Voxtar authenticates every request with a secret API key sent as a Bearer token. Keys are scoped to a single workspace and carry that workspace's data-residency and retention settings.

API keys

Create and rotate keys in the dashboard under Developers → API Keys. Treat a key like a password: it can read patients and submit audio for analysis. Never ship it in client-side code, a mobile bundle, or a public repo — all requests must originate from your server.

Making an authenticated request

Pass the key in the Authorization header:

curl https://api.voxtar.hallelx2.com/v1/patients \
-H "Authorization: Bearer $VOXTAR_API_KEY"
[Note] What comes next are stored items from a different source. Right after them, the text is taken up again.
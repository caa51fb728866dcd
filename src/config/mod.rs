//! # Configuration Management
//!
//! Layered configuration (defaults, optional file, environment) for the
//! credential service and the outbox worker.

pub mod settings;

pub use settings::{
    AppConfig, DatabaseConfig, EncryptionConfig, ObservabilityConfig, OutboxConfig,
    VerificationConfig, ENCRYPTION_KEY_ENV, ENCRYPTION_KEY_VERSION_ENV,
};
//! Domain layer
//!
//! Credential entities, typed identifiers and provider payloads. Nothing in
//! this module performs I/O.
//!
//! ## Module Organization
//!
//! - `id`: Type-safe domain identifiers with NewType pattern
//! - `credential`: Persisted credential entity, provider enum, request types
//! - `payload`: Provider-specific typed credential payloads

pub mod credential;
pub mod id;
pub mod payload;

pub use credential::{
    CreateCredentialRequest, Credential, CredentialData, Provider, UpdateCredentialRequest,
};
pub use id::{ActorId, CredentialId, OutboxEntryId, WorkspaceId};
pub use payload::{
    AwsCredentials, AzureServicePrincipal, CredentialPayload, GcpServiceAccount,
    OpenStackCredentials,
};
The SDKs read VOXTAR_API_KEY from the environment automatically:

import { Voxtar } from "voxtar";
const voxtar = new Voxtar({ apiKey: process.env.VOXTAR_API_KEY });

Errors

A missing or invalid key returns 401 Unauthorized; a valid key without access to the requested resource returns 403 Forbidden. Error bodies follow a stable shape:

{
"error": {
"type": "invalid_api_key",
"message": "No API key provided. Set an Authorization: Bearer header."
}
}

Handling PHI

Voxtar is built so you never have to send protected health information. Identify patients with your own pseudonymous external_id; audio is analyzed in memory and discarded, and only derived acoustic features are stored. Configure retention and regional processing per workspace in the dashboard.